A Comissão foi boicotada pela Resistência Nacional Moçambicana (Renamo) e conta apenas com deputados da maioria da Frente de Libertação de Moçambique (Frelimo) e uma única representante do Movimento Democrático de Moçambique (MDM).
Sílvia Cheia, deputada do MDM, afirmou, citada pelo jornal O País, que “a forma como os restos mortais foram tratados mostra estar-se em presença de uma vala comum, sendo que, para já, não interessa se é de 120 corpos ou não“.

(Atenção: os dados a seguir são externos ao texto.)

//! Fundamental types for the Tessera wallet engine.
//!
//! This crate defines the ledger model shared across every other crate in the workspace:
//! identifiers, bech32 addresses, native tokens, unlock conditions, outputs,
//! transactions, keys, timestamps and protocol parameters.

pub mod address;
pub mod amount;
pub mod error;
pub mod feature;
pub mod ids;
pub mod keys;
pub mod output;
pub mod params;
pub mod state;
pub mod time;
pub mod transaction;
pub mod unlock;

pub use address::{Address, Bech32Address};
pub use amount::{NativeToken, NativeTokens, NativeTokensSum};
pub use error::TypesError;
pub use feature::Feature;
pub use ids::{AliasId, FoundryId, NftId, OutputId, TokenId, TransactionId};
pub use keys::{Bip44, KeyPair, PrivateKey, PublicKey, Signature};
pub use output::{
    AliasOutput, BasicOutput, FoundryOutput, NftOutput, Output, OutputKind, SimpleTokenScheme,
    TokenScheme,
};
pub use params::{ProtocolParams, RentStructure, INPUT_COUNT_MAX, OUTPUT_COUNT_MAX};
pub use state::InclusionState;
pub use time::{Clock, SystemClock, Timestamp};
pub use transaction::{
    InputSigningData, SignatureUnlock, SignedTransaction, TransactionEssence, Unlock,
};
pub use unlock::{UnlockCondition, UnlockConditions};
//! Cryptographic primitives for the Tessera wallet.
//!
//! - **Ed25519** signing and verification of transaction essences
//! - **Blake2b-256** hashing for addresses and identifiers
//! - **BIP39** mnemonics and **SLIP-10** key derivation along BIP44 chains

pub mod address;
pub mod hash;
pub mod keys;
pub mod mnemonic;
pub mod sign;
pub mod slip10;

pub use address::{ed25519_address, key_matches_address};
pub use hash::{blake2b_256, public_key_hash};
pub use keys::{generate_keypair, keypair_from_private, public_from_private};
pub use mnemonic::{generate_mnemonic, mnemonic_to_seed, validate_mnemonic, MnemonicError};
pub use sign::{sign_message, signature_unlock, verify_signature, verify_unlock};
pub use slip10::derive_keypair;
#[cfg(target_os = "linux")]
mod linux;
#[cfg(target_os = "macos")]
mod macos;
#[cfg(target_os = "windows")]
mod windows;

use crate::theme::domain::color_scheme_signal::SignalError;

/// Ask the operating system whether the user prefers a dark color scheme.
pub fn prefers_dark() -> Result<bool, SignalError> {
    #[cfg(target_os = "macos")]
    {
        macos::prefers_dark()
    }
    #[cfg(target_os = "windows")]
    {
        windows::prefers_dark()
    }
    #[cfg(target_os = "linux")]
    {
        linux::prefers_dark()
    }
    #[cfg(not(any(target_os = "macos", target_os = "windows", target_os = "linux")))]
    {
        Err(SignalError::Unsupported)
    }
}

/// Run a preference query command.
#[cfg(any(target_os = "macos", target_os = "windows", target_os = "linux"))]
fn run(program: &str, args: &[&str]) -> Result<std::process::Output, SignalError> {
    std::process::Command::new(program)
        .args(args)
        .output()
        .map_err(|e| SignalError::Detection(format!("{program}: {e}")))
}

/// Trimmed stdout of a query command that must exit successfully.
#[cfg(any(target_os = "windows", target_os = "linux"))]
fn checked_stdout(program: &str, args: &[&str]) -> Result<String, SignalError> {
    let output = run(program, args)?;
    if !output.status.success() {
        return Err(SignalError::Detection(format!(
            "{program} exited with {}",
            output.status
        )));
    }
    Ok(String::from_utf8_lossy(&output.stdout).trim().to_string())
}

Apesar de as autoridades apenas terem visitado o local dos onze corpos debaixo da ponte, existem pelo menos mais nove cadáveres documentados por jornalistas, numa zona próxima, entre os distritos de Macossa e Gorongosa.
Esta é a segunda fase das investigações depois das audições da comissão parlamentar em Maputo e na cidade da Beira e de na terça-feira a comissão ter negado a existência de uma vala comum em Canda, distrito de Gorongosa, denunciada por camponeses no final de Abril à Lusa.

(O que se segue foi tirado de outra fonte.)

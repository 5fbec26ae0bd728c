use serde::{Deserialize, Serialize};
use std::fs;
use std::path::{Path, PathBuf};

const DEFAULT_POLL_INTERVAL_SECS: u64 = 2;

/// Where the provider takes its color scheme from.
#[derive(Debug, Clone, Copy, PartialEq, Eq, Default, Serialize, Deserialize)]
#[serde(rename_all = "lowercase")]
pub enum Appearance {
    #[default]
    System,
    Dark,
    Light,
}

impl Appearance {
    pub const ALL: &[Appearance] = &[Appearance::System, Appearance::Dark, Appearance::Light];
}

impl std::fmt::Display for Appearance {
    fn fmt(&self, f: &mut std::fmt::Formatter<'_>) -> std::fmt::Result {
        match self {
            Appearance::System => write!(f, "System"),
            Appearance::Dark => write!(f, "Dark"),
            Appearance::Light => write!(f, "Light"),
        }
    }
}

#[derive(Debug, Clone, PartialEq, Eq, Serialize, Deserialize)]
pub struct Settings {
    #[serde(default)]
    pub appearance: Appearance,
    /// How often the OS color scheme is re-read while following the system.
    #[serde(default = "default_poll_interval_secs")]
    pub poll_interval_secs: u64,
}

fn default_poll_interval_secs() -> u64 {
    DEFAULT_POLL_INTERVAL_SECS
}

impl Default for Settings {
    fn default() -> Self {
        Self {
            appearance: Appearance::System,
            poll_interval_secs: DEFAULT_POLL_INTERVAL_SECS,
        }
    }
}

impl Settings {
    pub fn config_path() -> Option<PathBuf> {
        dirs::config_dir().map(|d| d.join("MyOrg Customers").join("settings.json"))
    }

    pub fn load() -> Self {
        Self::config_path()
            .map(|path| Self::load_from(&path))
            .unwrap_or_default()
    }

    /// Reads settings from `path`, falling back to defaults if the file is
    /// missing or malformed.
    pub fn load_from(path: &Path) -> Self {
        let Ok(json) = fs::read_to_string(path) else {
            return Self::default();
        };
        serde_json::from_str(&json).unwrap_or_else(|e| {
            log::warn!("Ignoring malformed settings at {}: {e}", path.display());
            Self::default()
        })
    }

    pub fn save_to(&self, path: &Path) {
        if let Some(parent) = path.parent() {
            if let Err(e) = fs::create_dir_all(parent) {
                log::warn!("Could not create {}: {e}", parent.display());
                return;
            }
        }
        match serde_json::to_string_pretty(self) {
            Ok(json) => {
                if let Err(e) = fs::write(path, json) {
                    log::warn!("Could not save settings to {}: {e}", path.display());
                }
            }
            Err(e) => log::warn!("Could not serialize settings: {e}"),
        }
    }
}

#[cfg(test)]
mod tests {
    use super::*;

    #[test]
    fn test_missing_file_gives_defaults() {
        let dir = tempfile::tempdir().unwrap();
        let settings = Settings::load_from(&dir.path().join("settings.json"));
        assert_eq!(settings, Settings::default());
    }

    #[test]
    fn test_save_then_load() {
        let dir = tempfile::tempdir().unwrap();
        let path = dir.path().join("nested").join("settings.json");
        let settings = Settings {
            appearance: Appearance::Dark,
            poll_interval_secs: 5,
        };

        settings.save_to(&path);
        assert_eq!(Settings::load_from(&path), settings);
    }

    #[test]
    fn test_malformed_file_gives_defaults() {
        let dir = tempfile::tempdir().unwrap();
        let path = dir.path().join("settings.json");
        fs::write(&path, "{ not json").unwrap();
        assert_eq!(Settings::load_from(&path), Settings::default());
    }

    #[test]
    fn test_missing_fields_take_defaults() {
        let dir = tempfile::tempdir().unwrap();
        let path = dir.path().join("settings.json");
        fs::write(&path, r#"{ "appearance": "light" }"#).unwrap();

        let settings = Settings::load_from(&path);
        assert_eq!(settings.appearance, Appearance::Light);
        assert_eq!(settings.poll_interval_secs, DEFAULT_POLL_INTERVAL_SECS);
    }

    #[test]
    fn test_appearance_display() {
        let labels: Vec<String> = Appearance::ALL.iter().map(|a| a.to_string()).collect();
        assert_eq!(labels, ["System", "Dark", "Light"]);
    }
}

“O resultado [das investigações] permite-nos afirmar de forma categórica, inequívoca e definitiva que não há uma vala comum em Canda“, afirmou na terça-feira Edson Macuacua.

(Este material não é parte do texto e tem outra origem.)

use thiserror::Error;

const LOGO_PNG: &[u8] = include_bytes!("../../assets/logo.png");

#[derive(Error, Debug)]
pub enum LogoError {
    #[error("failed to decode logo image: {0}")]
    Decode(#[source] image::ImageError),
}

/// Decoded logo pixels.
#[derive(Debug, Clone)]
pub struct DecodedLogo {
    pub width: u32,
    pub height: u32,
    /// Row-major RGBA8.
    pub rgba: Vec<u8>,
}

/// The organization logo, embedded in the binary.
///
/// UI toolkits render it from [`bytes`](Self::bytes); hosts that need raw
/// pixels (window icons, tray icons) use [`decode`](Self::decode).
#[derive(Debug, Clone, Copy, Default)]
pub struct LogoImage;

impl LogoImage {
    /// The encoded PNG.
    pub fn bytes() -> &'static [u8] {
        LOGO_PNG
    }

    pub fn decode() -> Result<DecodedLogo, LogoError> {
        let img = image::load_from_memory(LOGO_PNG)
            .map_err(LogoError::Decode)?
            .into_rgba8();
        let (width, height) = img.dimensions();
        Ok(DecodedLogo {
            width,
            height,
            rgba: img.into_raw(),
        })
    }
}
mod logo_image;

pub use logo_image::logo_image;
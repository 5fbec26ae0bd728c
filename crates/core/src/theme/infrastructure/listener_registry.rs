use std::collections::BTreeMap;
use std::sync::{Arc, Mutex, PoisonError};

use crate::theme::domain::color_scheme_signal::SchemeListener;
use crate::theme::domain::subscription::SignalSubscription;

type SharedListener = Arc<dyn Fn(bool) + Send + Sync>;

/// Registered listeners of a signal, keyed by registration id.
///
/// Subscriptions only hold a weak reference to the registry, so a
/// subscription that outlives its signal releases into nothing.
#[derive(Default)]
pub struct ListenerRegistry {
    inner: Arc<Mutex<Listeners>>,
}

#[derive(Default)]
struct Listeners {
    next_id: u64,
    entries: BTreeMap<u64, SharedListener>,
}

impl ListenerRegistry {
    pub fn new() -> Self {
        Self::default()
    }

    pub fn subscribe(&self, listener: SchemeListener) -> SignalSubscription {
        let id = {
            let mut listeners = self.inner.lock().unwrap_or_else(PoisonError::into_inner);
            let id = listeners.next_id;
            listeners.next_id += 1;
            listeners.entries.insert(id, Arc::from(listener));
            id
        };
        log::trace!("color scheme listener {id} registered");

        let registry = Arc::downgrade(&self.inner);
        SignalSubscription::new(move || {
            if let Some(inner) = registry.upgrade() {
                inner
                    .lock()
                    .unwrap_or_else(PoisonError::into_inner)
                    .entries
                    .remove(&id);
                log::trace!("color scheme listener {id} released");
            }
        })
    }

    /// Calls every registered listener with `prefers_dark`.
    ///
    /// The lock is released before listeners run, so a listener may
    /// subscribe or release without deadlocking.
    pub fn notify(&self, prefers_dark: bool) {
        let listeners: Vec<SharedListener> = self
            .inner
            .lock()
            .unwrap_or_else(PoisonError::into_inner)
            .entries
            .values()
            .cloned()
            .collect();
        for listener in listeners {
            listener(prefers_dark);
        }
    }

    pub fn len(&self) -> usize {
        self.inner
            .lock()
            .unwrap_or_else(PoisonError::into_inner)
            .entries
            .len()
    }

    pub fn is_empty(&self) -> bool {
        self.len() == 0
    }
}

A 30 de Abril, jornalistas de vários órgãos de comunicação social, incluindo a Lusa, testemunharam e fotografaram 15 corpos espalhados no mato, entre os distritos da Gorongosa, província de Sofala, e Macossa, Manica.
Estes corpos foram posteriormente observados por vários órgãos de comunicação social moçambicanos e pela cadeia de televisão Al-Jazeera, que mostrou restos humanos ainda visíveis três semanas depois de terem sido descobertos.
Mais cinco corpos foram encontrados por um grupo de jornalistas da France Presse (AFP) e Deutsche Welle (DW) em Macossa, centro de Moçambique, aumentando para vinte o número de cadáveres descobertos na região, informou na quarta-feira a agência noticiosa francesa.
Os corpos foram abandonados nas proximidades do local onde camponeses alegaram à Lusa ter observado uma vala comum com mais de cem cadáveres, até ao momento desmentida pelas autoridades, e sem que os jornalistas tenham conseguido ter acesso ao local, numa zona de forte presença militar, no quadro do conflito que se vive no centro do país.
Quer a Comissão Nacional de Direitos Humanos, vinculada ao Estado, como a ONU e organizações não-governamentais não se pronunciaram entretanto sobre se tentaram ou conseguiram ter acesso ao local.
A região da Gorongosa, onde se presume encontrar-se o líder da Renamo, Afonso Dhlakama, tem sido marcada por confrontos entre o seu braço armado e as forças governamentais.